Fabricのコアとなるのが、処理能力を決定する「容量 (Capacity)」です。

これは、SKU(F2からF2048まで)ごとに割り当てられる容量ユニット(CU: Capacity Units)という単位で測定されます。

課金モデルには、一時的な利用に適した「従量課金制(Pay-as-you-go)」と、長期間の利用で大幅な割引が適用される「予約(Reservation、1年契約)」の2種類があります。

東日本リージョンにおける、代表的なSKUの月額料金例(31日換算)は以下の通りです。

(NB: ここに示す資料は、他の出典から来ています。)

//! Structural type interner.

use crate::types::{TypeData, TypeId};
use rustc_hash::FxHashMap;

/// Deduplicates `TypeData` and hands out stable `TypeId`s.
#[derive(Clone, Debug)]
pub struct TypeInterner {
    map: FxHashMap<TypeData, TypeId>,
    /// Non-intrinsic types, indexed by `id - TypeId::FIRST_USER`
    types: Vec<TypeData>,
}

const INTRINSICS: [(TypeId, &str); 14] = [
    (TypeId::ANY, "any"),
    (TypeId::UNKNOWN, "unknown"),
    (TypeId::NEVER, "never"),
    (TypeId::VOID, "void"),
    (TypeId::UNDEFINED, "undefined"),
    (TypeId::NULL, "null"),
    (TypeId::BOOLEAN, "boolean"),
    (TypeId::NUMBER, "number"),
    (TypeId::STRING, "string"),
    (TypeId::BIGINT, "bigint"),
    (TypeId::SYMBOL, "symbol"),
    (TypeId::OBJECT, "object"),
    (TypeId::BOOLEAN_TRUE, "true"),
    (TypeId::BOOLEAN_FALSE, "false"),
];

impl TypeInterner {
    pub fn new() -> Self {
        let mut map = FxHashMap::default();
        for (id, name) in INTRINSICS {
            map.insert(TypeData::Intrinsic(name), id);
        }
        TypeInterner {
            map,
            types: Vec::new(),
        }
    }

    pub fn intern(&mut self, data: TypeData) -> TypeId {
        if let Some(&id) = self.map.get(&data) {
            return id;
        }
        let id = TypeId(TypeId::FIRST_USER + self.types.len() as u32);
        self.types.push(data.clone());
        self.map.insert(data, id);
        id
    }

    /// Intrinsic id for a keyword (`"string"`, `"number"`...).
    pub fn intrinsic(name: &str) -> Option<TypeId> {
        INTRINSICS
            .iter()
            .find(|(_, text)| *text == name)
            .map(|(id, _)| *id)
    }

    /// Structure behind `id`. Intrinsics are reported as `TypeData::Intrinsic`.
    pub fn lookup(&self, id: TypeId) -> Option<TypeData> {
        if id.is_intrinsic() {
            return INTRINSICS
                .iter()
                .find(|(intrinsic, _)| *intrinsic == id)
                .map(|(_, name)| TypeData::Intrinsic(name));
        }
        self.types
            .get((id.0 - TypeId::FIRST_USER) as usize)
            .cloned()
    }

    /// Borrowing variant of [`TypeInterner::lookup`] for non-intrinsic ids.
    pub fn get(&self, id: TypeId) -> Option<&TypeData> {
        if id.is_intrinsic() {
            return None;
        }
        self.types.get((id.0 - TypeId::FIRST_USER) as usize)
    }

    /// `a | b | ...`, flattened and deduplicated. A single member collapses
    /// to itself; no members is `never`.
    pub fn union(&mut self, members: Vec<TypeId>) -> TypeId {
        let mut flat: Vec<TypeId> = Vec::with_capacity(members.len());
        for member in members {
            let nested = match self.get(member) {
                Some(TypeData::Union(inner)) => inner.clone(),
                _ => vec![member],
            };
            for ty in nested {
                if !flat.contains(&ty) {
                    flat.push(ty);
                }
            }
        }
        match flat.len() {
            0 => TypeId::NEVER,
            1 => flat[0],
            _ => self.intern(TypeData::Union(flat)),
        }
    }

    pub fn len(&self) -> usize {
        self.types.len()
    }

    pub fn is_empty(&self) -> bool {
        self.types.is_empty()
    }
}

impl Default for TypeInterner {
    fn default() -> Self {
        Self::new()
    }
}
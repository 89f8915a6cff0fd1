//! Node kinds that are not tokens.
//!
//! Stored in `Node::kind` next to `SyntaxKind` token values, so every
//! constant here is above the last token kind.

// Declarations and signatures
pub const TYPE_PARAMETER: u16 = 168;
pub const PARAMETER: u16 = 169;
pub const PROPERTY_SIGNATURE: u16 = 171;
pub const METHOD_SIGNATURE: u16 = 173;
pub const INDEX_SIGNATURE: u16 = 181;

// Type nodes
pub const TYPE_REFERENCE: u16 = 183;
pub const FUNCTION_TYPE: u16 = 184;
pub const TYPE_LITERAL: u16 = 187;
pub const ARRAY_TYPE: u16 = 188;
pub const UNION_TYPE: u16 = 192;
pub const MAPPED_TYPE: u16 = 200;
pub const LITERAL_TYPE: u16 = 201;

// Expressions
pub const ARRAY_LITERAL_EXPRESSION: u16 = 209;
pub const OBJECT_LITERAL_EXPRESSION: u16 = 210;
pub const PROPERTY_ACCESS_EXPRESSION: u16 = 211;
pub const CALL_EXPRESSION: u16 = 213;
pub const PARENTHESIZED_EXPRESSION: u16 = 217;
pub const ARROW_FUNCTION: u16 = 219;
pub const BINARY_EXPRESSION: u16 = 226;

// Statements
pub const BLOCK: u16 = 241;
pub const VARIABLE_STATEMENT: u16 = 243;
pub const EXPRESSION_STATEMENT: u16 = 244;
pub const IF_STATEMENT: u16 = 245;
pub const RETURN_STATEMENT: u16 = 253;
pub const VARIABLE_DECLARATION: u16 = 260;
pub const FUNCTION_DECLARATION: u16 = 262;
pub const INTERFACE_DECLARATION: u16 = 264;
pub const TYPE_ALIAS_DECLARATION: u16 = 265;

// Modules
pub const IMPORT_DECLARATION: u16 = 272;
pub const IMPORT_CLAUSE: u16 = 273;
pub const NAMESPACE_IMPORT: u16 = 274;
pub const NAMED_IMPORTS: u16 = 275;
pub const IMPORT_SPECIFIER: u16 = 276;

// Object literal members
pub const PROPERTY_ASSIGNMENT: u16 = 303;
pub const SHORTHAND_PROPERTY_ASSIGNMENT: u16 = 304;

pub const SOURCE_FILE: u16 = 312;

/// Human-readable kind name, used in trace output and panics in tests.
pub fn kind_name(kind: u16) -> &'static str {
    match kind {
        TYPE_PARAMETER => "TypeParameter",
        PARAMETER => "Parameter",
        PROPERTY_SIGNATURE => "PropertySignature",
        METHOD_SIGNATURE => "MethodSignature",
        INDEX_SIGNATURE => "IndexSignature",
        TYPE_REFERENCE => "TypeReference",
        FUNCTION_TYPE => "FunctionType",
        TYPE_LITERAL => "TypeLiteral",
        ARRAY_TYPE => "ArrayType",
        UNION_TYPE => "UnionType",
        MAPPED_TYPE => "MappedType",
        LITERAL_TYPE => "LiteralType",
        ARRAY_LITERAL_EXPRESSION => "ArrayLiteralExpression",
        OBJECT_LITERAL_EXPRESSION => "ObjectLiteralExpression",
        PROPERTY_ACCESS_EXPRESSION => "PropertyAccessExpression",
        CALL_EXPRESSION => "CallExpression",
        PARENTHESIZED_EXPRESSION => "ParenthesizedExpression",
        ARROW_FUNCTION => "ArrowFunction",
        BINARY_EXPRESSION => "BinaryExpression",
        BLOCK => "Block",
        VARIABLE_STATEMENT => "VariableStatement",
        EXPRESSION_STATEMENT => "ExpressionStatement",
        IF_STATEMENT => "IfStatement",
        RETURN_STATEMENT => "ReturnStatement",
        VARIABLE_DECLARATION => "VariableDeclaration",
        FUNCTION_DECLARATION => "FunctionDeclaration",
        INTERFACE_DECLARATION => "InterfaceDeclaration",
        TYPE_ALIAS_DECLARATION => "TypeAliasDeclaration",
        IMPORT_DECLARATION => "ImportDeclaration",
        IMPORT_CLAUSE => "ImportClause",
        NAMESPACE_IMPORT => "NamespaceImport",
        NAMED_IMPORTS => "NamedImports",
        IMPORT_SPECIFIER => "ImportSpecifier",
        PROPERTY_ASSIGNMENT => "PropertyAssignment",
        SHORTHAND_PROPERTY_ASSIGNMENT => "ShorthandPropertyAssignment",
        SOURCE_FILE => "SourceFile",
        _ => "Token",
    }
}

SKU容量ユニット (CU)従量課金制 (月額)予約 (1年・月額)
F22約¥48,904約¥29,083
F44約¥97,808約¥58,166
F88約¥195,616約¥116,332
F1616約¥391,233約¥232,664
F3232約¥782,467約¥465,329
F6464約¥1,564,935約¥930,658
F128128約¥3,129,870約¥1,861,317
F256256約¥6,259,741約¥3,722,634
F512512約¥12,519,483約¥7,445,268
F10241,024約¥25,038,967約¥14,890,536
F20482,048約¥50,077,934約¥29,781,072

ストレージコスト:OneLakeストレージ

すべてのデータを一元管理するOneLakeのストレージは、保存されているデータの総量(GB)に応じた完全な従量課金となります。

東日本リージョンの標準的なOneLakeストレージ(Standard)の単価は、最新の料金ページによると、1 GBあたり ¥3.359/月です。

最新のコストはこちらを参照してください。

OneLakeにより、データが一元化され、不要なデータのコピー(複製)が削減されるため、ストレージコスト全体の最適化にもつながります。

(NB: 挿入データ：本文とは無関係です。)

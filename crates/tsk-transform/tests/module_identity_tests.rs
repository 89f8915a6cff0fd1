//! Specifier resolution against real directory trees.

use std::fs;
use std::path::{Path, PathBuf};
use tempfile::TempDir;
use tsk_transform::{ModuleIdentityResolver, ResolutionFailure, ResolutionOptions};

/// Temp project with `node_modules/tskeys-marker/{index.js,index.d.ts}` and
/// an empty `src/` directory. Paths are canonical so assertions can compare
/// against them directly.
struct Project {
    _dir: TempDir,
    root: PathBuf,
}

impl Project {
    fn new() -> Project {
        let dir = tempfile::tempdir().expect("tempdir");
        let root = dir.path().canonicalize().expect("canonical tempdir");
        let project = Project { _dir: dir, root };
        project.write("node_modules/tskeys-marker/index.js", "module.exports = {};\n");
        project.write(
            "node_modules/tskeys-marker/index.d.ts",
            "export declare function keys<T>(): string[];\n",
        );
        fs::create_dir_all(project.root.join("src")).expect("src dir");
        project
    }

    fn write(&self, relative: &str, content: &str) -> PathBuf {
        let path = self.root.join(relative);
        if let Some(parent) = path.parent() {
            fs::create_dir_all(parent).expect("parent dir");
        }
        fs::write(&path, content).expect("write file");
        path
    }

    fn path(&self, relative: &str) -> PathBuf {
        self.root.join(relative)
    }

    fn app(&self) -> PathBuf {
        self.path("src/app.ts")
    }
}

fn resolver() -> ModuleIdentityResolver {
    ModuleIdentityResolver::new(ResolutionOptions::default())
}

#[test]
fn test_bare_specifier_resolves_package_index() {
    let project = Project::new();
    let resolved = resolver()
        .resolve_import("tskeys-marker", &project.app())
        .expect("resolved");
    assert_eq!(resolved, project.path("node_modules/tskeys-marker/index.js"));
}

#[test]
fn test_bare_specifier_walks_up_from_nested_directories() {
    let project = Project::new();
    let nested = project.path("src/deep/er/file.ts");
    let resolved = resolver()
        .resolve_import("tskeys-marker", &nested)
        .expect("resolved");
    assert_eq!(resolved, project.path("node_modules/tskeys-marker/index.js"));
}

#[test]
fn test_nearest_node_modules_wins() {
    let project = Project::new();
    let inner = project.write("src/node_modules/tskeys-marker/index.js", "");
    let resolved = resolver()
        .resolve_import("tskeys-marker", &project.app())
        .expect("resolved");
    assert_eq!(resolved, inner);
}

#[test]
fn test_package_json_main_is_followed() {
    let project = Project::new();
    project.write(
        "node_modules/tskeys-marker/package.json",
        r#"{ "name": "tskeys-marker", "main": "lib/entry" }"#,
    );
    let entry = project.write("node_modules/tskeys-marker/lib/entry.js", "");
    let resolved = resolver()
        .resolve_import("tskeys-marker", &project.app())
        .expect("resolved");
    assert_eq!(resolved, entry);
}

#[test]
fn test_package_json_without_main_falls_back_to_index() {
    let project = Project::new();
    project.write("node_modules/tskeys-marker/package.json", r#"{ "name": "tskeys-marker" }"#);
    let resolved = resolver()
        .resolve_import("tskeys-marker", &project.app())
        .expect("resolved");
    assert_eq!(resolved, project.path("node_modules/tskeys-marker/index.js"));
}

#[test]
fn test_invalid_package_json_is_reported() {
    let project = Project::new();
    project.write("node_modules/tskeys-marker/package.json", "{ not json");
    let failure = resolver()
        .resolve_import("tskeys-marker", &project.app())
        .unwrap_err();
    assert!(matches!(failure, ResolutionFailure::InvalidPackageJson { .. }));
}

#[test]
fn test_relative_specifiers() {
    let project = Project::new();
    let resolver = resolver();
    let app = project.app();

    // Direct file path, extension appended, directory index.
    let by_path = resolver
        .resolve_import("../node_modules/tskeys-marker/index.js", &app)
        .expect("file path");
    let by_stem = resolver
        .resolve_import("../node_modules/tskeys-marker/index", &app)
        .expect("stem");
    let by_dir = resolver
        .resolve_import("../node_modules/tskeys-marker", &app)
        .expect("directory");

    let expected = project.path("node_modules/tskeys-marker/index.js");
    assert_eq!(by_path, expected);
    assert_eq!(by_stem, expected);
    assert_eq!(by_dir, expected);
}

#[test]
fn test_subpath_of_package_is_a_different_file() {
    let project = Project::new();
    let other = project.write("node_modules/tskeys-marker/other.js", "");
    let resolved = resolver()
        .resolve_import("tskeys-marker/other", &project.app())
        .expect("resolved");
    assert_eq!(resolved, other);
    assert_ne!(resolved, project.path("node_modules/tskeys-marker/index.js"));
}

#[test]
fn test_missing_module_is_not_found() {
    let project = Project::new();
    let failure = resolver()
        .resolve_import("no-such-package", &project.app())
        .unwrap_err();
    assert!(failure.is_not_found());
    assert!(failure.to_string().contains("no-such-package"));

    let failure = resolver()
        .resolve_import("./missing", &project.app())
        .unwrap_err();
    assert!(failure.is_not_found());
}

#[test]
fn test_custom_extensions() {
    let project = Project::new();
    let mjs = project.write("src/util.mjs", "");
    let options = ResolutionOptions {
        extensions: vec![".mjs".to_string()],
        ..ResolutionOptions::default()
    };
    let resolved = ModuleIdentityResolver::new(options)
        .resolve_import("./util", &project.app())
        .expect("resolved");
    assert_eq!(resolved, mjs);

    // The default list does not know `.mjs`.
    assert!(resolver().resolve_import("./util", &project.app()).is_err());
}

#[test]
fn test_resolve_file_requires_existing_file() {
    let project = Project::new();
    let resolver = resolver();
    let declaration = project.path("node_modules/tskeys-marker/index.d.ts");
    assert_eq!(resolver.resolve_file(&declaration).expect("exists"), declaration);

    let missing = resolver
        .resolve_file(&project.path("node_modules/tskeys-marker/gone.d.ts"))
        .unwrap_err();
    assert!(missing.is_not_found());

    // A directory is not a declaration file.
    assert!(resolver.resolve_file(&project.path("node_modules")).is_err());
}

#[cfg(unix)]
#[test]
fn test_symlinked_package_resolves_to_target() {
    let project = Project::new();
    let store = project.path("store/tskeys-marker");
    fs::create_dir_all(&store).expect("store dir");
    let target_js = project.write("store/tskeys-marker/index.js", "");
    let target_dts = project.write("store/tskeys-marker/index.d.ts", "");
    let app_root = project.path("app");
    fs::create_dir_all(app_root.join("node_modules")).expect("node_modules");
    std::os::unix::fs::symlink(&store, app_root.join("node_modules/tskeys-marker"))
        .expect("symlink");

    let resolver = resolver();
    let resolved = resolver
        .resolve_import("tskeys-marker", &app_root.join("main.ts"))
        .expect("resolved");
    assert_eq!(resolved, target_js);

    let linked_dts = app_root.join("node_modules/tskeys-marker/index.d.ts");
    assert_eq!(resolver.resolve_file(&linked_dts).expect("resolved"), target_dts);
    assert_ne!(linked_dts, target_dts);
}

#[test]
fn test_importing_file_need_not_exist() {
    let project = Project::new();
    let ghost = Path::new(&project.root).join("src/never/written.ts");
    assert!(
        resolver()
            .resolve_import("tskeys-marker", &ghost)
            .is_ok()
    );
}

Microsoft Fabricを使い始めるための3ステップ

Microsoft Fabricの最大のメリットは、面倒なインフラ構築をすることなく、手軽に始められる点にあります。

Microsoft Fabricを使うのに必要な3ステップを1つずつ解説します。

ステップ1. Power BIのアカウント(または無料試用版)を用意する

最初にお伝えした通り、Fabricの入り口は使い慣れたPower BIの画面と完全に統合されています。

まずは、Power BI(組織アカウント)を用意することが最初のステップになります。

もしアカウントをまだお持ちでない場合や、Fabricの機能をフルで試してみたい場合は、マイクロソフトが提供している「無料試用版(トライアル)」を利用するのがおすすめです。

クレジットカードの登録なしで、期間限定ですべての機能を無料で試すことができます。

必要な情報を入れ続けるを選択します。

このPowerBIの画面が出てきたらステップ1終了です。

ステップ2. 「ワークスペース」を作ってみる

アカウントが用意できたら、Power BIのポータル画面(app.powerbi.com)にサインインします。 

画面の左メニューにある「ワークスペース」を選択し、「新しいワークスペース」を作成しましょう。

この時、詳細設定でライセンスモードを「Fabric(または試用版)」に設定するのがポイントです。

これだけで、Data FactoryやSynapseといったFabricの強力なコンポーネント群をいつでも呼び出せる「ワークスペース」が完成します。

ステップ3. サンプルデータを使って、自動でグラフを作ってみよう

ワークスペースが完成したら、いよいよデータ分析の体験です。Fabricには、初心者がすぐに試せるように「売上データ」や「顧客データ」などのサンプルデータがあらかじめ用意されています。

まずはボタンを数クリックするだけでサンプルデータをOneLakeに取り込み、Power BIの「自動レポート作成」機能を使ってみてください。

自分で1からグラフを描かなくても、AIがデータの中身を読み取り、一瞬で見栄えの良いダッシュボードを自動生成してくれます。

データの収集から可視化までがどれほどスムーズに行われるか、そのスピード感にきっと驚くはずです。

まとめ:Microsoft Fabricでデータ分析をもっと身近に

今回は、データ分析の新しいカタチを提案する「Microsoft Fabric」の概要やビジネスメリット、具体的な始め方について解説しました。

Fabricは、これまで専門知識を持つエンジニアだけのものであった「データ分析基盤」を、誰もが直感的に扱える環境へと変革させた画期的なプラットフォームです。データの収集からPower BIによる可視化までが1つの画面に統合されたことで、業務の効率化だけでなく、企業の意思決定を劇的に高速化させます。

まずは無料試用版のワークスペースを作り、サンプルデータを動かすところから始めてみてください。